pub mod model_metadata;
pub mod model_storage;
pub mod inference_config;
pub mod config;

pub use model_metadata::ModelMetadata;
pub use model_storage::{
    archive_path, load_metadata, load_model_binary, load_model_with_metadata,
    print_metadata_info, save_model_with_metadata,
};
pub use inference_config::InferenceConfig;
pub use config::{AppConfig, DataSettings, DeviceType, ModelSettings, ReportSettings, TrainingSettings};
————————
Please set down, with no changes, the line that contains "pub mod config;" and all the lines after it until the entries end; write nothing besides them.

[Solution below]:
pub mod config;

pub use model_metadata::ModelMetadata;
pub use model_storage::{
    archive_path, load_metadata, load_model_binary, load_model_with_metadata,
    print_metadata_info, save_model_with_metadata,
};
pub use inference_config::InferenceConfig;
pub use config::{AppConfig, DataSettings, DeviceType, ModelSettings, ReportSettings, TrainingSettings};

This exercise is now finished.